Frances Boyle’s poetry and fiction has appeared in The New Quarterly, Vallum, CV2, Prairie Fire, Fiddlehead, Room, Ottawater, Freefall, Moonset and elsewhere, including anthologies on subjects from Hitchcock to form poetry to mother/daughter relationships. Awards she’s received, in addition to Tree Press’s chapbook prize, include Arc’s Diana Brebner Prize, and This Magazine’s Great Canadian Literary Hunt for poetry (with third place for fiction in the same year). She serves on Arc Poetry Magazine’s editorial board. Happily making her home in Ottawa for many years, Frances maintains a yearning for both the prairies and the west coast.

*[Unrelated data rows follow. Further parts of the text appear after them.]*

use reelview_model::ContentId;

/// User interaction with a page. Slider indices follow
/// [`PageView::sliders`](super::PageView::sliders).
#[derive(Debug, Clone, PartialEq, Eq)]
pub enum PageEvent {
    Previous(usize),
    Next(usize),
    /// The page-change animation of a slider finished.
    TransitionFinished(usize),
    CardClicked { slider: usize, id: ContentId },
    /// Background click on the open overlay.
    OverlayDismissed,
}
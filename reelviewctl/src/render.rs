//! Plain-text rendering of a page snapshot.

use std::fmt::Write;

use reelview_core::page::PageSnapshot;

pub fn render(snapshot: &PageSnapshot) -> String {
    let mut out = String::new();
    // Writing into a String cannot fail.
    let _ = write_page(&mut out, snapshot);
    out
}

fn write_page(out: &mut String, page: &PageSnapshot) -> std::fmt::Result {
    writeln!(out, "{} ({:?})", page.path, page.page)?;

    if page.loading {
        writeln!(out, "Loading...")?;
    } else if let Some(banner) = &page.banner {
        writeln!(out)?;
        writeln!(out, "== {} ==", banner.title)?;
        if !banner.overview.is_empty() {
            writeln!(out, "{}", banner.overview)?;
        }
        writeln!(out, "{}", banner.image_url)?;
    }

    for (index, slider) in page.sliders.iter().enumerate() {
        writeln!(out)?;
        write!(out, "[{index}] {}", slider.title)?;
        if slider.loading {
            writeln!(out, "  (loading)")?;
            continue;
        }
        writeln!(
            out,
            "  page {}/{}",
            slider.page_index + 1,
            slider.page_count.max(1)
        )?;
        for card in &slider.cards {
            writeln!(out, "  {:>8}  {}", card.id.get(), card.title)?;
        }
    }

    if let Some(overlay) = &page.overlay {
        writeln!(out)?;
        match &overlay.item {
            Some(item) => {
                writeln!(out, "-- {} --", item.title)?;
                writeln!(out, "{}", item.image_url)?;
                let facts: Vec<&str> =
                    [item.release_date.as_deref(), item.rating.as_deref()]
                        .into_iter()
                        .flatten()
                        .collect();
                if !facts.is_empty() {
                    writeln!(out, "{}", facts.join("  "))?;
                }
            }
            None => writeln!(out, "-- item {} --", overlay.item_id)?,
        }
        if let Some(detail) = &overlay.detail {
            if let Some(tagline) = &detail.tagline {
                writeln!(out, "\"{tagline}\"")?;
            }
            let facts: Vec<&str> = [
                detail.release_year.as_deref(),
                detail.runtime.as_deref(),
                detail.rating.as_deref(),
            ]
            .into_iter()
            .flatten()
            .collect();
            if !facts.is_empty() {
                writeln!(out, "{}", facts.join("  "))?;
            }
            if !detail.genres.is_empty() {
                writeln!(out, "{}", detail.genres.join(", "))?;
            }
        }
        if let Some(item) = &overlay.item
            && !item.overview.is_empty()
        {
            writeln!(out, "{}", item.overview)?;
        }
    }

    Ok(())
}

Why would I seek out static silence
when a stillness of lightly wrinkled water
stretches, touches faster ruffles offshore?
My hat upturned is a basket for beach glass,
pebbles dropped in for future fingering.
Dragonfly a blue neon stripe on sand
invisible wings, pebble eyes.
Scent promises taste. Silence blurs, heat-
shimmers mansions just out of reach. At twenty
I wore perfume that smelled like plums, loved
the thought of me that luscious. The still point
needs no volition, requires no trying.
Waves lap-chopping against the dock, doppler
of half-heard highway hum, and breeze’s
finger-touch become a tumble, lenses
spinning to focus. Stillness, the focal point.
Brief clarity before motion and sound,
thought and speech, press in, crisp-edged
strange, silhouetted against the new light.